Colonel Rhett was a well-known figure in Charles Town. He owned a large plantation a few miles inland, and conducted a fish warehouse as well. Among tobacco growers, townsmen and sea-captains alike he was widely acquainted and respected as much as any man in the colony. His courage and skill as a soldier were proverbial, for he had been a leader in the suppression of the Indian uprising. Certainly no man in the Carolinas was better fitted for the task which he had in hand. For two days he and his friends from the Queen fairly lived on the wharves, and before sunset of the second he had secured the services of two sloops, the Henry, Captain John Masters, and the Sea Nymph, Captain Fayrer Hall. Neither ship was equipped for fighting, but by using cannon from the town defences and borrowing some half-dozen pieces from the heavily-armed Indian Queen, a complement of eight guns for each sloop was made up.

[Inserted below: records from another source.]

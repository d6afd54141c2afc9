//! Local key-value persistence contract.

use crate::error::Result;

/// String key-value storage scoped to one browsing profile.
///
/// Survives restarts, never shared across devices.
pub trait KeyValueStore: Send + Sync {
    fn get(&self, key: &str) -> Result<Option<String>>;

    fn set(&self, key: &str, value: &str) -> Result<()>;
}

On September 15th the three ships, in war trim and carrying in their combined crews nearly 200 men, crossed the Charles Town bar. Just before they sailed news had come in that the notorious pirate, Charles Vane, had passed to the south with a prize, and Rhett's first course was laid along the coast in that direction. Two or three days of search in the creeks and inlets failed to reveal any sign of the buccaneer, however, and much to the relief of the impatient Mr. Curtis, they put about for Cape Fear on the eighteenth. The progress of the fleet up the coast was slow. Constant rumors of pirates were received, and every hiding place on the shore was examined as they went along.
Bob and Jeremy, wild with suppressed excitement, could hardly brook this delay, for, as they warned the officers of the expedition repeatedly, there was every reason to expect that Bonnet would leave the river soon, if he had not gone already. For this reason the Indian Queen went on in advance of the others and patrolled the waters off the headland for four days, until Rhett should come up.
On the evening of the twenty-sixth he made his appearance and as there was still light they decided to enter the river-mouth. The tide was just past flood. Rhett's flagship, the Henry, nosed in first over the bar and was followed by the Sea Nymph. The great, deep-draughted Queen advanced to within a few lengths of the entrance, but the soundings showed that even there she had only a fathom or two to spare, and would certainly come to grief if she adventured further. As it was, even the lighter sloops ran aground fifteen minutes later and were not launched again till nearly dawn. Captain Ghent had anchored the big ship as close in as he dared and she sat bow-on to the channel-mouth. Her two consorts were in plain sight a few hundred yards inside. Rhett came back during the night in a small boat and held a council of war with Curtis, Ghent and Job Howland. He reported that a party of pirates in longboats had come down river during the evening to reconnoitre, but had beat a retreat as soon as they had seen the Henry's guns.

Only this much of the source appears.